France and Germany are fighting to save a proposal for an EU-wide tax on big digital firms ahead of a meeting of European finance ministers on Tuesday.
The two countries have encountered significant opposition to their plan for the bloc and need to scale it back to have any chance of passing it into law.
How they want to save the deal
Inside sources told several news agencies that the finance ministers of both nations will put forward a proposal that:
- Limits the tax to a 3 percent levy on online advertising revenues.
- Excludes all other online revenues.
- Effectively exempts Amazon, AirBnB and Spotify.
- Will run until 2025.
Most profitable activities
French Finance Minister Bruno Le Maire said Monday: “What matters for France is that there is a legally-binding instrument that can be adopted as soon as possible.”
“This makes a lot of sense as it will cover some of the most profitable activities,” a source told Agence France-Presse news agency.
According to EU sources, the two countries are declaring in a joint statement their “determination to introduce a fair and effective tax on large digital companies.”
Major compromise: The inital proposal was much further reaching, aiming to tax all online revenue made in the EU by firms with a worldwide annual turnover of at least €750 million ($850 million) and an online turnover of €50 million in Europe. However it failed to gain traction, with Ireland leading a group of mostly Nordic nations against the idea saying it would have punished European companies and drawn reprisals from the US. Germany also had its misgivings about the inital proposal after automakers expressed concern they would be hit by the tax.
How does it work now?
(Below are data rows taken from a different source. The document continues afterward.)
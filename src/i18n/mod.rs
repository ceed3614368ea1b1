// src/i18n/mod.rs
pub mod error;
pub mod interpolate;
pub mod langs;
pub mod persistence;
pub mod resolver;
pub mod service;
pub mod source;
pub mod types;

pub use error::TranslationError;
pub use interpolate::Variables;
pub use persistence::{MemoryPreferenceStore, PreferenceStore, TomlPreferenceStore};
pub use resolver::{with_lang_query, Environment, LanguageResolver, ResolvedFrom};
pub use service::{
    ApplyReport, Binding, EngineState, LoadOutcome, SwitchOutcome, TranslationEngine, WriteMode,
};
pub use source::{DirectorySource, EmbeddedSource, MemorySource, TranslationSource};
#[cfg(feature = "remote")]
pub use source::RemoteSource;
pub use types::{LanguageCode, LanguageSet, Lookup, TranslationNode, TranslationTable};

pub use crate::core::constants::DEFAULT_LANGUAGE;

/// Shorthand for `engine.lookup(key, None)` or `engine.lookup(key, Some(fallback))`.
#[macro_export]
macro_rules! t {
    ($engine:expr, $key:expr) => { $engine.lookup($key, None) };
    ($engine:expr, $key:expr, $fallback:expr) => { $engine.lookup($key, Some($fallback)) };
}

/// Shorthand for `engine.interpolate` with inline `name => value` pairs.
#[macro_export]
macro_rules! tv {
    ($engine:expr, $key:expr $(, $name:expr => $value:expr)*) => {{
        let mut variables = $crate::i18n::Variables::new();
        $( variables.insert(($name).to_string(), ($value).to_string()); )*
        $engine.interpolate($key, &variables, None)
    }};
}
pub mod config;
pub mod constants;
pub mod error;
// src/dom/mod.rs - document surface the translation engine writes into
pub mod memory;

pub use memory::{MemoryDocument, MemoryElement, MemoryHistory};

use crate::core::constants::{
    ATTR_FALLBACK, ATTR_HTML, ATTR_KEY, ATTR_ORIGINAL, ATTR_SCAN, ATTR_TEMPLATE, ATTR_VARIABLES,
    ATTR_VARIABLE_PREFIX,
};

/// Opaque handle to an element inside one `Document`.
#[derive(Debug, Clone, Copy, PartialEq, Eq, PartialOrd, Ord, Hash)]
pub struct NodeId(pub usize);

const TEXT_INPUT_TYPES: &[&str] = &["text", "search", "email", "tel", "url", "password"];

pub trait Element {
    /// Lowercase tag name.
    fn tag_name(&self) -> &str;
    fn attribute(&self, name: &str) -> Option<&str>;
    fn attributes(&self) -> Vec<(String, String)>;
    fn set_attribute(&mut self, name: &str, value: &str);
    fn inner_html(&self) -> String;
    fn set_inner_html(&mut self, html: &str);
    fn set_text_content(&mut self, text: &str);

    fn has_attribute(&self, name: &str) -> bool {
        self.attribute(name).is_some()
    }

    fn set_placeholder(&mut self, text: &str) {
        self.set_attribute("placeholder", text);
    }

    /// `<textarea>` or an `<input>` whose type takes free text.
    fn is_text_input(&self) -> bool {
        match self.tag_name() {
            "textarea" => true,
            "input" => self
                .attribute("type")
                .map(|t| TEXT_INPUT_TYPES.contains(&t.trim().to_ascii_lowercase().as_str()))
                .unwrap_or(true),
            _ => false,
        }
    }
}

pub trait Document {
    /// The root element's `lang` attribute.
    fn set_language(&mut self, code: &str);
    fn language(&self) -> Option<String>;
    fn elements_with_attribute(&self, name: &str) -> Vec<NodeId>;
    fn select_all(&self, selector: &str) -> Vec<NodeId>;
    fn element(&self, id: NodeId) -> Option<&dyn Element>;
    fn element_mut(&mut self, id: NodeId) -> Option<&mut dyn Element>;

    fn select(&self, selector: &str) -> Option<NodeId> {
        self.select_all(selector).into_iter().next()
    }
}

/// Address bar of the hosting page.
pub trait History {
    fn current_url(&self) -> Option<String>;
    /// Replaces the visible URL without reloading the page.
    fn replace_url(&mut self, url: &str);
}

/// Attribute names of the declarative markers.
#[derive(Debug, Clone, PartialEq, Eq)]
pub struct Markers {
    pub key: String,
    pub fallback: String,
    pub html: String,
    pub template: String,
    pub variable_prefix: String,
    pub variables: String,
    pub scan: String,
    /// Where the untouched markup of scanned elements is kept.
    pub original: String,
}

impl Default for Markers {
    fn default() -> Self {
        Self {
            key: ATTR_KEY.into(),
            fallback: ATTR_FALLBACK.into(),
            html: ATTR_HTML.into(),
            template: ATTR_TEMPLATE.into(),
            variable_prefix: ATTR_VARIABLE_PREFIX.into(),
            variables: ATTR_VARIABLES.into(),
            scan: ATTR_SCAN.into(),
            original: ATTR_ORIGINAL.into(),
        }
    }
}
Tech firms earn significant revenue in the EU, but pay far less tax than traditional firms. The European Commission estimates traditional companies pay 23 percent tax on profits — compared to just 8 to 9 percent for internet firms, with some paying effectively none. Nations such as Ireland woo tech firms with extra-low tax rates. The new plan aims to present a unified front to these firms.
Temporary fix: The inital idea and the new proposal are both designed to be a stop-gap solution until a wider international agreement can be reached by OECD members.